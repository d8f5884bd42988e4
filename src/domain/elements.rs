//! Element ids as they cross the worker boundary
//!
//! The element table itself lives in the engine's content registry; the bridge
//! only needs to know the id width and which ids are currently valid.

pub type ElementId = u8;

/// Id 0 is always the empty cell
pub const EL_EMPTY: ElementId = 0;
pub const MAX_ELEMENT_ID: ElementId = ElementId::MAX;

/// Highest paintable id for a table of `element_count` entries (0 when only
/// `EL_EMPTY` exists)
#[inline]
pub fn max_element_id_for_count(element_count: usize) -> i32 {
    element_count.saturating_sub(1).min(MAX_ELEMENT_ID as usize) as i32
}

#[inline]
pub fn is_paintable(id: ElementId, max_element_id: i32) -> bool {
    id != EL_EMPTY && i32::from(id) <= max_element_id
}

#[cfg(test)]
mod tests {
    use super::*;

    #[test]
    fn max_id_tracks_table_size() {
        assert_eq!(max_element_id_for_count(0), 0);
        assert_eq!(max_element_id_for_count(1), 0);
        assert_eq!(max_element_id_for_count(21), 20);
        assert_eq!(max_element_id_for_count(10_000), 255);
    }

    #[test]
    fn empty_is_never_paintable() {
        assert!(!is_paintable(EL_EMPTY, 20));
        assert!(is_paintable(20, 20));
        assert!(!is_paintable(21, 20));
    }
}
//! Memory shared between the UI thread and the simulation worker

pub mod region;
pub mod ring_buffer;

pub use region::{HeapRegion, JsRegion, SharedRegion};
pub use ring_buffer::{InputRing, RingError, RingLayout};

********

_To do_
Using the listing above, print every entry verbatim.

_Reply to the exercise_
repository d8f5884bd42988e4
filename src/domain/elements.rs
//! Element ids as they cross the worker boundary
//!
//! The element table itself lives in the engine's content registry; the bridge
//! only needs to know the id width and which ids are currently valid.

pub type ElementId = u8;

/// Id 0 is always the empty cell
pub const EL_EMPTY: ElementId = 0;
pub const MAX_ELEMENT_ID: ElementId = ElementId::MAX;

/// Highest paintable id for a table of `element_count` entries (0 when only
/// `EL_EMPTY` exists)
#[inline]
pub fn max_element_id_for_count(element_count: usize) -> i32 {
    element_count.saturating_sub(1).min(MAX_ELEMENT_ID as usize) as i32
}

#[inline]
pub fn is_paintable(id: ElementId, max_element_id: i32) -> bool {
    id != EL_EMPTY && i32::from(id) <= max_element_id
}

#[cfg(test)]
mod tests {
    use super::*;

    #[test]
    fn max_id_tracks_table_size() {
        assert_eq!(max_element_id_for_count(0), 0);
        assert_eq!(max_element_id_for_count(1), 0);
        assert_eq!(max_element_id_for_count(21), 20);
        assert_eq!(max_element_id_for_count(10_000), 255);
    }

    #[test]
    fn empty_is_never_paintable() {
        assert!(!is_paintable(EL_EMPTY, 20));
        assert!(is_paintable(20, 20));
        assert!(!is_paintable(21, 20));
    }
}
//! Memory shared between the UI thread and the simulation worker

pub mod region;
pub mod ring_buffer;

pub use region::{HeapRegion, JsRegion, SharedRegion};
pub use ring_buffer::{InputRing, RingError, RingLayout};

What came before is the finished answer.